Preprocessing and Data Exploration for Time Series — Handling Missing Values
In our series of articles, we have provided a comprehensive introduction to time series analysis, covering various aspects such as the components of time series and the necessary steps to perform a thorough analysis. In this particular article, we will focus on an important aspect of time series analysis, which is handling missing values in time series data. This falls under the category of time series preprocessing and data exploration.
Throughout this article, we will explore the significance of imputing missing values in time series data and delve into various methods that can be employed to achieve this. The following table of contents outlines the key topics covered in this article:
Table of Contents
- Importing a Time Series dataset
- Finding Missing Values
- Forward-Filling Method
- Backward-Filling Method
- Linear Interpolation
- Trend and Seasonal Decomposition
Let’s start with importing a time series dataset.

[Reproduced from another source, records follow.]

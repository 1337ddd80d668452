/*! OPF files

OPF files are zip archives produced by Datavyu. The annotations live in the `db`
member ([container]), which can be decoded into a table ([table]).
!*/
pub mod container;
pub mod table;

pub use container::OpfFile;
pub use table::DbTable;
//! Dependent tiers (`%pho:`, `%com:`, ...).
use std::fmt;

use crate::error::Error;
use crate::grammar::PHO_LABEL;

/// A dependent tier line, split into its label and the text following the tab.
///
/// `contents` keeps the trailing newline and any continuation lines,
/// so that rendering gives back the original text.
#[derive(Debug, Clone, PartialEq, Eq)]
pub struct SubTier {
    label: String,
    contents: String,
}

impl SubTier {
    /// Build from a raw dependent line (continuation lines included).
    ///
    /// `line_no` is only used for error reporting.
    pub fn from_line(line: &str, line_no: usize) -> Result<Self, Error> {
        match line.split_once('\t') {
            Some((label, contents)) => Ok(Self {
                label: label.to_string(),
                contents: contents.to_string(),
            }),
            None => Err(Error::MissingTab {
                line_no,
                line: line.to_string(),
            }),
        }
    }

    /// New `%pho:` sub-tier holding `tokens`.
    pub fn pho<S: AsRef<str>>(tokens: &[S]) -> Self {
        let mut sub_tier = Self {
            label: PHO_LABEL.to_string(),
            contents: String::new(),
        };
        sub_tier.set_tokens(tokens);
        sub_tier
    }

    pub fn label(&self) -> &str {
        &self.label
    }

    pub fn contents(&self) -> &str {
        &self.contents
    }

    /// Replace contents by space-joined `tokens` and a newline.
    pub fn set_tokens<S: AsRef<str>>(&mut self, tokens: &[S]) {
        let tokens: Vec<&str> = tokens.iter().map(|t| t.as_ref()).collect();
        self.contents = format!("{}\n", tokens.join(" "));
    }
}

impl fmt::Display for SubTier {
    fn fmt(&self, f: &mut fmt::Formatter<'_>) -> fmt::Result {
        write!(f, "{}\t{}", self.label, self.contents)
    }
}
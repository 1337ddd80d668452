/*! Batch processing

Every transcript is processed independently, in parallel (one rayon task per file).
A file that fails (structural violation, io error...) is logged and reported, and does
not stop the others.
!*/
use std::collections::HashSet;
use std::fs;
use std::path::{Component, Path, PathBuf};

use itertools::Itertools;
use log::{debug, info, warn};
use rayon::prelude::*;

use crate::error::Error;
use crate::grammar::{Grammar, SpeakerSet};
use crate::transcript::Transcript;

use super::report::{self, ReportRow};

/// Where modified transcripts go.
#[derive(Debug, Clone, PartialEq, Eq)]
pub enum OutputMode {
    /// Nothing is written.
    DryRun,
    InPlace,
    /// Modified files are written in this directory, keeping their path relative to the
    /// deepest folder holding all the processed files.
    Dir(PathBuf),
}

#[derive(Debug, Clone, Copy, PartialEq, Eq)]
pub enum ReportFormat {
    Csv,
    JsonLines,
}

/// Parameters of a `%pho:` reconciliation run.
#[derive(Debug, Clone)]
pub struct PhoConfig {
    speaker: String,
    speakers: SpeakerSet,
    output: OutputMode,
    report: Option<(PathBuf, ReportFormat)>,
}

impl PhoConfig {
    /// Fails if `speaker` is not part of `speakers`.
    pub fn new(speaker: &str, speakers: SpeakerSet, output: OutputMode) -> Result<Self, Error> {
        if !speakers.contains(speaker) {
            return Err(Error::InvalidSpeakerCode(format!(
                "{} is not a {} speaker code",
                speaker,
                speakers.version()
            )));
        }
        Ok(Self {
            speaker: speaker.to_string(),
            speakers,
            output,
            report: None,
        })
    }

    pub fn with_report(mut self, dst: PathBuf, format: ReportFormat) -> Self {
        self.report = Some((dst, format));
        self
    }

    pub fn speaker(&self) -> &str {
        &self.speaker
    }

    pub fn speakers(&self) -> &SpeakerSet {
        &self.speakers
    }

    pub fn output(&self) -> &OutputMode {
        &self.output
    }
}

/// Result of the processing of a single transcript.
#[derive(Debug)]
pub struct FileOutcome {
    pub path: PathBuf,
    /// `true` if the transcript differs from the file it was read from.
    pub changed: bool,
    pub rows: Vec<ReportRow>,
}

#[derive(Debug, Default)]
pub struct BatchReport {
    pub nb_files: usize,
    pub nb_changed: usize,
    pub nb_failed: usize,
    pub rows: Vec<ReportRow>,
}

/// Deepest folder containing all of `paths`.
fn common_root(paths: &[PathBuf]) -> PathBuf {
    let mut root = paths
        .first()
        .and_then(|path| path.parent())
        .map(Path::to_path_buf)
        .unwrap_or_default();
    for path in paths.iter().skip(1) {
        while !path.starts_with(&root) {
            if !root.pop() {
                break;
            }
        }
    }
    root
}

/// Where the transcript at `path` is written. In [OutputMode::Dir], the path relative to
/// `root` is kept, without any `..` or root component.
fn destination(path: &Path, root: &Path, output: &OutputMode) -> Option<PathBuf> {
    match output {
        OutputMode::DryRun => None,
        OutputMode::InPlace => Some(path.to_path_buf()),
        OutputMode::Dir(dst) => {
            let relative: PathBuf = path
                .strip_prefix(root)
                .unwrap_or(path)
                .components()
                .filter(|c| matches!(c, Component::Normal(_)))
                .collect();
            Some(dst.join(relative))
        }
    }
}

/// Reconcile the `%pho:` sub-tiers of the transcript at `path`, writing it out if it changed.
///
/// In [OutputMode::Dir], the file is written under its file name.
pub fn process_file(path: &Path, grammar: &Grammar, config: &PhoConfig) -> Result<FileOutcome, Error> {
    let root = path.parent().unwrap_or_else(|| Path::new(""));
    process_to(path, destination(path, root, config.output()), grammar, config)
}

fn process_to(
    path: &Path,
    dst: Option<PathBuf>,
    grammar: &Grammar,
    config: &PhoConfig,
) -> Result<FileOutcome, Error> {
    let mut transcript = Transcript::from_path(path)?;
    transcript
        .process_for_phonetic_transcription(grammar, config.speaker())
        .map_err(|e| e.in_file(path.into()))?;
    transcript
        .update_pho(grammar, config.speaker())
        .map_err(|e| e.in_file(path.into()))?;

    let changed = !transcript.no_changes();
    match dst {
        Some(dst) if changed => {
            info!("writing {:?}", dst);
            if let Some(parent) = dst.parent() {
                fs::create_dir_all(parent).map_err(|e| Error::from(e).in_file(dst.clone()))?;
            }
            transcript.write_to(&dst).map_err(|e| e.in_file(dst))?;
        }
        _ if changed => (),
        _ => debug!("{:?}: no changes", path),
    }

    let rows = transcript
        .main_tiers()
        .map(|tier| ReportRow::from_tier(path, tier, config.speaker()))
        .filter(ReportRow::is_relevant)
        .collect();

    Ok(FileOutcome {
        path: path.to_path_buf(),
        changed,
        rows,
    })
}

/// Process `paths` in parallel, then write the report if one was asked for.
pub fn run(paths: &[PathBuf], config: &PhoConfig) -> Result<BatchReport, Error> {
    let grammar = Grammar::new(config.speakers().clone())?;
    info!(
        "processing {} files for {} ({} speakers)",
        paths.len(),
        config.speaker(),
        config.speakers().version()
    );

    let root = common_root(paths);
    let targets: Vec<Option<PathBuf>> = paths
        .iter()
        .map(|path| destination(path, &root, config.output()))
        .collect();
    let collisions: HashSet<&PathBuf> = targets
        .iter()
        .flatten()
        .duplicates()
        .collect();

    let outcomes: Vec<Result<FileOutcome, (PathBuf, Error)>> = paths
        .par_iter()
        .zip(targets.par_iter())
        .map(|(path, dst)| match dst {
            Some(dst) if collisions.contains(dst) => Err((
                path.clone(),
                Error::Custom(format!(
                    "{:?} would be written to {:?} along with other transcripts",
                    path, dst
                )),
            )),
            _ => process_to(path, dst.clone(), &grammar, config).map_err(|e| (path.clone(), e)),
        })
        .collect();

    let mut batch = BatchReport {
        nb_files: paths.len(),
        ..Default::default()
    };
    for outcome in outcomes {
        match outcome {
            Ok(outcome) => {
                if outcome.changed {
                    batch.nb_changed += 1;
                }
                batch.rows.extend(outcome.rows);
            }
            Err((path, e)) => {
                warn!("{}", e);
                batch.nb_failed += 1;
                batch.rows.push(ReportRow::from_error(&path, &e));
            }
        }
    }

    for (status, count) in report::summarize(&batch.rows) {
        info!("{}: {}", status, count);
    }

    if let Some((dst, format)) = &config.report {
        info!("writing report to {:?}", dst);
        match format {
            ReportFormat::Csv => report::write_csv(&batch.rows, dst)?,
            ReportFormat::JsonLines => report::write_json_lines(&batch.rows, dst)?,
        }
    }

    Ok(batch)
}

/// Outcome of a round-trip check on one file.
#[derive(Debug)]
pub enum CheckOutcome {
    Identical,
    Differs,
    Failed(Error),
}

/// Check that each of `paths` renders back to its exact text once parsed.
pub fn check_roundtrip(paths: &[PathBuf]) -> Vec<(PathBuf, CheckOutcome)> {
    paths
        .par_iter()
        .map(|path| {
            let outcome = match Transcript::from_path(path) {
                Ok(transcript) if transcript.no_changes() => CheckOutcome::Identical,
                Ok(_) => CheckOutcome::Differs,
                Err(e) => CheckOutcome::Failed(e),
            };
            (path.clone(), outcome)
        })
        .collect()
}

Importing a Time Series Dataset
In this article, we are going to download market data from Yahoo! Finance’s API, for which yfinance’s open source tool is going to help us, which uses Yahoo’s publicly available APIs. Using the following line of code, we can install it in our environment.
!pip install yfinance
After installing this module, we are ready to download the market data of any company for this article, and we will use the reliance company’s market data of last year. Let’s do this.
import yfinance as yf
data = yf.download("RELIANCE.NS", start="2022–01–01", end="2023–01–01")
print(data)
Output:
Here we can see an overview of this data. In this data, we can see that there are 248 rows for 365 days of data, which means there are some missing dates in the data.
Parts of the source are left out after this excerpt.